Memahani Kapasitas Ombudsman Sebagai Lembaga Pengawas Pelayanan Publik
Berbicara tentang pelayanan publik selalu identik dengan kebutuhan dan kepentingan khalayak ramai, dimana dalam hal ini negara berkewajiban untuk dapat memenuhi kebutuhan-kebutuhan masyarakat berkaitan dengan pelayanan publik. Begitu pentingnya profesionalisme dalam pelayanan publik, pemerintah melalui Menteri Pendayagunaan Aparatur Negara telah mengeluarkan suatu kebijakan Nomor 63/KEP/M.PAN/7/2003 tentang Pedoman Umum Penyelenggaraan Pelayanan Publik yang perlu ditaati oleh setiap penyelenggara pelayanan publik dalam memberikan pelayanan kepada masyarakat berdasar prinsip-prinsip yang diantaranya mencakup kesederhanaan, kejelasan, kepastian waktu, akurasi, keamanan, tanggung jawab, kelengkapan sarana dan prasarana, kemudahan akses, kedisiplinan, kesopanan, keramahan, dan kenyamanan.

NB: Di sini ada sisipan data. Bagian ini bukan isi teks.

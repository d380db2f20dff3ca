use criterion::{BatchSize, Criterion, black_box, criterion_group, criterion_main};
use prettify_core::{Position, RopeDocument, TextDocument, TextEdit};
use prettify_regex::{MatchEngine, PatternRule, RuleSet};
use rand::rngs::StdRng;
use rand::{Rng, SeedableRng};

fn rules() -> RuleSet {
    RuleSet::compile([
        PatternRule::new("->", "→"),
        PatternRule::new("=>", "⇒"),
        PatternRule::new("<=", "≤"),
        PatternRule::new(">=", "≥"),
        PatternRule::new("!=", "≠"),
        PatternRule::new(r"\blambda\b", "λ"),
        PatternRule::new(r"\bforall\b", "∀"),
        PatternRule::new(r"\\", "λ").with_pre(r"[\s(]"),
    ])
}

fn large_text(line_count: usize) -> String {
    let mut out = String::with_capacity(line_count * 64);
    for i in 0..line_count {
        out.push_str(&format!(
            "{i:06} map (lambda x -> x >= 0 && x != 1) xs <= forall ys => zs\n"
        ));
    }
    out.pop();
    out
}

fn bench_full_scan(c: &mut Criterion) {
    let doc = RopeDocument::from_text(&large_text(20_000));
    let mut engine = MatchEngine::new(rules());
    c.bench_function("full_scan/20k_lines", |b| {
        b.iter(|| black_box(engine.full_scan(&doc)))
    });
}

fn bench_incremental_typing(c: &mut Criterion) {
    let text = large_text(20_000);
    c.bench_function("incremental_typing/100_keystrokes", |b| {
        b.iter_batched(
            || {
                let doc = RopeDocument::from_text(&text);
                let mut engine = MatchEngine::new(rules());
                engine.full_scan(&doc);
                (doc, engine, StdRng::seed_from_u64(7))
            },
            |(mut doc, mut engine, mut rng)| {
                for _ in 0..100 {
                    let line = rng.gen_range(0..doc.line_count());
                    let column = rng.gen_range(0..=doc.line_len(line));
                    let edit = TextEdit::insert(Position::new(line, column), "-");
                    doc.apply_edit(&edit);
                    black_box(engine.apply_change(&doc, &[edit]));
                }
            },
            BatchSize::LargeInput,
        )
    });
}

fn bench_rescan_per_keystroke(c: &mut Criterion) {
    let text = large_text(20_000);
    c.bench_function("full_rescan_typing/10_keystrokes", |b| {
        b.iter_batched(
            || {
                let doc = RopeDocument::from_text(&text);
                (doc, MatchEngine::new(rules()), StdRng::seed_from_u64(7))
            },
            |(mut doc, mut engine, mut rng)| {
                for _ in 0..10 {
                    let line = rng.gen_range(0..doc.line_count());
                    let column = rng.gen_range(0..=doc.line_len(line));
                    doc.apply_edit(&TextEdit::insert(Position::new(line, column), "-"));
                    black_box(engine.full_scan(&doc));
                }
            },
            BatchSize::LargeInput,
        )
    });
}

criterion_group!(
    benches,
    bench_full_scan,
    bench_incremental_typing,
    bench_rescan_per_keystroke
);
criterion_main!(benches);
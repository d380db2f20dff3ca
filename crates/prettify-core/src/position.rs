//! Buffer positions and half-open ranges.
//!
//! Positions are `(line, column)` pairs where `column` counts **UTF-16 code units** within the
//! line, matching the coordinate system most editor hosts report edits in.

use std::cmp::Ordering;
use std::fmt;

/// A `(line, column)` position in a document.
///
/// Ordering compares `line` first, then `column`.
#[derive(Debug, Clone, Copy, Default, PartialEq, Eq, PartialOrd, Ord, Hash)]
pub struct Position {
    /// Line number (0-based).
    pub line: usize,
    /// Column in UTF-16 code units (0-based).
    pub column: usize,
}

impl Position {
    /// Create a new position.
    pub const fn new(line: usize, column: usize) -> Self {
        Self { line, column }
    }

    /// The first column of `line`.
    pub const fn line_start(line: usize) -> Self {
        Self { line, column: 0 }
    }
}

impl fmt::Display for Position {
    fn fmt(&self, f: &mut fmt::Formatter<'_>) -> fmt::Result {
        write!(f, "{}:{}", self.line, self.column)
    }
}

/// A half-open span `[start, end)` of positions. May cover several lines.
#[derive(Debug, Clone, Copy, Default, PartialEq, Eq, Hash)]
pub struct Range {
    /// Inclusive start.
    pub start: Position,
    /// Exclusive end.
    pub end: Position,
}

/// Boundary handling for overlap queries.
///
/// By default only ranges whose interiors intersect the query count as overlapping. The flags
/// additionally accept ranges that merely touch the query at its start or end.
#[derive(Debug, Clone, Copy, Default, PartialEq, Eq)]
pub struct OverlapOptions {
    /// Also accept ranges whose `end` equals the query's `start`.
    pub include_touching_start: bool,
    /// Also accept ranges whose `start` equals the query's `end`.
    pub include_touching_end: bool,
}

impl OverlapOptions {
    /// Accept ranges touching the query on either side.
    pub const TOUCHING: Self = Self {
        include_touching_start: true,
        include_touching_end: true,
    };
}

/// Boundary handling for point lookups.
///
/// By default a range `[start, end)` contains `start` but not `end`.
#[derive(Debug, Clone, Copy, Default, PartialEq, Eq)]
pub struct FindOptions {
    /// Do not treat `start` as contained.
    pub exclude_start: bool,
    /// Treat `end` as contained.
    pub include_end: bool,
}

impl Range {
    /// Create a range. The endpoints are swapped if given in reverse order.
    pub fn new(start: Position, end: Position) -> Self {
        if end < start {
            Self {
                start: end,
                end: start,
            }
        } else {
            Self { start, end }
        }
    }

    /// Shorthand for a range given as `(line, column)` pairs.
    pub fn from_coords(start: (usize, usize), end: (usize, usize)) -> Self {
        Self::new(Position::new(start.0, start.1), Position::new(end.0, end.1))
    }

    /// A single-line range on `line` covering columns `start..end`.
    pub fn on_line(line: usize, start: usize, end: usize) -> Self {
        Self::new(Position::new(line, start), Position::new(line, end))
    }

    /// An empty range at `position`.
    pub const fn empty(position: Position) -> Self {
        Self {
            start: position,
            end: position,
        }
    }

    /// Returns `true` if `start == end`.
    pub fn is_empty(&self) -> bool {
        self.start == self.end
    }

    /// Returns `true` if the range starts and ends on the same line.
    pub fn is_single_line(&self) -> bool {
        self.start.line == self.end.line
    }

    /// Check whether `position` lies inside the range, honoring the boundary flags.
    pub fn contains(&self, position: Position, options: FindOptions) -> bool {
        let after_start = match self.start.cmp(&position) {
            Ordering::Less => true,
            Ordering::Equal => !options.exclude_start,
            Ordering::Greater => false,
        };
        let before_end = match position.cmp(&self.end) {
            Ordering::Less => true,
            Ordering::Equal => options.include_end,
            Ordering::Greater => false,
        };
        after_start && before_end
    }

    /// Check whether `self` is entirely inside `other`.
    pub fn is_within(&self, other: &Range) -> bool {
        other.start <= self.start && self.end <= other.end
    }

    /// Returns `true` if one range ends exactly where the other starts.
    pub fn touches(&self, other: &Range) -> bool {
        self.end == other.start || other.end == self.start
    }

    /// Check whether `other` overlaps this range when `self` is used as the query.
    ///
    /// Interiors intersect when `other.start < self.end && self.start < other.end`. For an empty
    /// query at `p` this reduces to `other` strictly containing `p`.
    pub fn overlaps(&self, other: &Range, options: OverlapOptions) -> bool {
        if other.start < self.end && self.start < other.end {
            return true;
        }
        (options.include_touching_start && other.end == self.start)
            || (options.include_touching_end && other.start == self.end)
    }

    /// The smallest range covering both `self` and `other`.
    pub fn union(&self, other: &Range) -> Range {
        Range {
            start: self.start.min(other.start),
            end: self.end.max(other.end),
        }
    }
}

impl fmt::Display for Range {
    fn fmt(&self, f: &mut fmt::Formatter<'_>) -> fmt::Result {
        write!(f, "[{}, {})", self.start, self.end)
    }
}

#[cfg(test)]
mod tests {
    use super::*;

    #[test]
    fn test_position_order_is_line_then_column() {
        assert!(Position::new(0, 10) < Position::new(1, 0));
        assert!(Position::new(2, 3) < Position::new(2, 4));
        assert_eq!(
            Position::new(1, 1).cmp(&Position::new(1, 1)),
            Ordering::Equal
        );
    }

    #[test]
    fn test_range_new_normalizes() {
        let r = Range::from_coords((3, 1), (1, 4));
        assert_eq!(r.start, Position::new(1, 4));
        assert_eq!(r.end, Position::new(3, 1));
    }

    #[test]
    fn test_contains_flags() {
        let r = Range::on_line(0, 2, 4);
        let start = Position::new(0, 2);
        let end = Position::new(0, 4);

        assert!(r.contains(start, FindOptions::default()));
        assert!(!r.contains(end, FindOptions::default()));

        let opts = FindOptions {
            exclude_start: true,
            include_end: true,
        };
        assert!(!r.contains(start, opts));
        assert!(r.contains(end, opts));
        assert!(r.contains(Position::new(0, 3), opts));
    }

    #[test]
    fn test_overlap_interior_and_touching() {
        let query = Range::on_line(0, 4, 8);
        let before = Range::on_line(0, 1, 4);
        let after = Range::on_line(0, 8, 9);
        let inside = Range::on_line(0, 5, 6);

        assert!(query.overlaps(&inside, OverlapOptions::default()));
        assert!(!query.overlaps(&before, OverlapOptions::default()));
        assert!(!query.overlaps(&after, OverlapOptions::default()));
        assert!(query.overlaps(&before, OverlapOptions::TOUCHING));
        assert!(query.overlaps(&after, OverlapOptions::TOUCHING));
    }

    #[test]
    fn test_empty_query_overlaps_only_strict_containers() {
        let point = Range::empty(Position::new(0, 3));
        assert!(point.overlaps(&Range::on_line(0, 2, 4), OverlapOptions::default()));
        assert!(!point.overlaps(&Range::on_line(0, 3, 4), OverlapOptions::default()));
        assert!(!point.overlaps(&Range::on_line(0, 1, 3), OverlapOptions::default()));
    }
}
/// Label list: plain strings or objects keyed by `key`. Invalid and empty
/// entries are dropped; an absent list is empty.
pub fn label_list(value: Option<&Value>, key: &str) -> Vec<String> {
    value
        .and_then(Value::as_array)
        .map(|items| {
            items
                .iter()
                .filter_map(|item| LabelEntry::classify(item, key).label())
                .map(str::to_string)
                .collect()
        })
        .unwrap_or_default()
}

/// Coerce to a finite number the way a JavaScript `Number()` call would,
/// defaulting to 0 for anything that is not finite.
fn finite_number(value: Option<&Value>) -> f64 {
    let n = match value {
        Some(Value::Number(n)) => n.as_f64().unwrap_or(f64::NAN),
        Some(Value::String(s)) => {
            let trimmed = s.trim();
            if trimmed.is_empty() {
                0.0
            } else {
                trimmed.parse::<f64>().unwrap_or(f64::NAN)
            }
        }
        Some(Value::Bool(b)) => f64::from(u8::from(*b)),
        _ => f64::NAN,
    };
    if n.is_finite() {
        n
    } else {
        0.0
    }
}

/// Integer field: coerced like [`finite_number`], then truncated toward
/// zero. Out-of-range values saturate.
pub fn integer(value: Option<&Value>) -> i64 {
    finite_number(value).trunc() as i64
}

/// JavaScript truthiness; absent and `null` are false.
pub fn truthy(value: Option<&Value>) -> bool {
    match value {
        None | Some(Value::Null) => false,
        Some(Value::Bool(b)) => *b,
        Some(Value::Number(n)) => n.as_f64().is_some_and(|f| f != 0.0 && !f.is_nan()),
        Some(Value::String(s)) => !s.is_empty(),
        Some(Value::Array(_)) | Some(Value::Object(_)) => true,
    }
}

fn dimension(value: Option<&Value>) -> Option<u32> {
    let n = value?.as_f64()?;
    if n.is_finite() && n > 0.0 && n.fract() == 0.0 && n <= f64::from(u32::MAX) {
        Some(n as u32)
    } else {
        None
    }
}

fn non_empty_str(value: Option<&Value>) -> Option<&str> {
    value
        .and_then(Value::as_str)
        .map(str::trim)
        .filter(|s| !s.is_empty())
}

fn mime_type(media: &Map<String, Value>) -> Option<&str> {
    non_empty_str(media.get("mimeType"))
}

/// Whether a populated media document is something the media collection
/// accepts. Documents that declare no MIME type are trusted.
fn is_accepted_upload(media: &Map<String, Value>) -> bool {
    let Some(mime) = mime_type(media) else {
        return true;
    };
    let size = media.get("filesize").and_then(Value::as_u64).unwrap_or(0);
    match validate_upload(mime, size) {
        Ok(()) => true,
        Err(e) => {
            tracing::debug!(error = %e, "Skipping unacceptable upload");
            false
        }
    }
}

/// Rendition URLs keyed by variant name. Reads the CMS `sizes.<name>.url`
/// layout, then the flattened `variants.<name>` of an already normalized
/// view. Variants missing a URL are left out.
fn variant_urls(media: &Map<String, Value>) -> BTreeMap<String, String> {
    IMAGE_VARIANTS
        .iter()
        .filter_map(|variant| {
            let generated = media
                .get("sizes")
                .and_then(|sizes| sizes.get(variant.name))
                .and_then(|size| non_empty_str(size.get("url")));
            let flattened = media
                .get("variants")
                .and_then(|variants| non_empty_str(variants.get(variant.name)));
            generated
                .or(flattened)
                .map(|url| (variant.name.to_string(), url.to_string()))
        })
        .collect()
}

fn image_from_media(media: &Map<String, Value>, default_alt: &str) -> Option<ImageView> {
    if mime_type(media).is_some_and(|mime| !has_variants(mime)) || !is_accepted_upload(media) {
        return None;
    }
    let url = non_empty_str(media.get("url"))?;
    let alt = non_empty_str(media.get("alt")).unwrap_or(default_alt);

    Some(ImageView {
        url: url.to_string(),
        alt: alt.to_string(),
        width: dimension(media.get("width")),
        height: dimension(media.get("height")),
        variants: variant_urls(media),
    })
}

/// A single upload field (e.g. `heroImage`). Unpopulated or url-less
/// uploads resolve to `None`.
pub fn image(value: Option<&Value>, default_alt: &str) -> Option<ImageView> {
    let value = value?;
    ImageEntry::classify(value)
        .media()
        .and_then(|media| image_from_media(media, default_alt))
}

Sejalan dengan adanya peraturan-peraturan tersebut tentu perlu adanya pengawasan secara eksternal untuk mengontrol penyelenggara pelayanan publik dalam memberikan pelayanan secara efektif. Diketahui dalam penyelenggara pemerintahan, pengawasan merupakan unsur yang tidak dapat dipisahkan, pengawasan dalam penyelenggaraan pelayanan publik harus dilakukan untuk mewujudkan kesejahteraan masyarakat melalui efektifitas pelayanan yang diberikan kepada masyarakat pengakses pelayanan publik. Sehingga pada akhirnya mampu meningkatkan daya saing antarinstansi penyelenggara pelayanan publik dengan memperhatikan sikap untuk melayani, keterbukaan dan kedisiplinan. Karena alasan inilah Ombudsman Republik Indonesia hadir sebagai lembaga yang mengawasi penyelenggaraan pelayanan publik yang dilakukan oleh instansi/organisasi yang diberi kewenangan untuk memberikan pelayanan kepada masyarakat.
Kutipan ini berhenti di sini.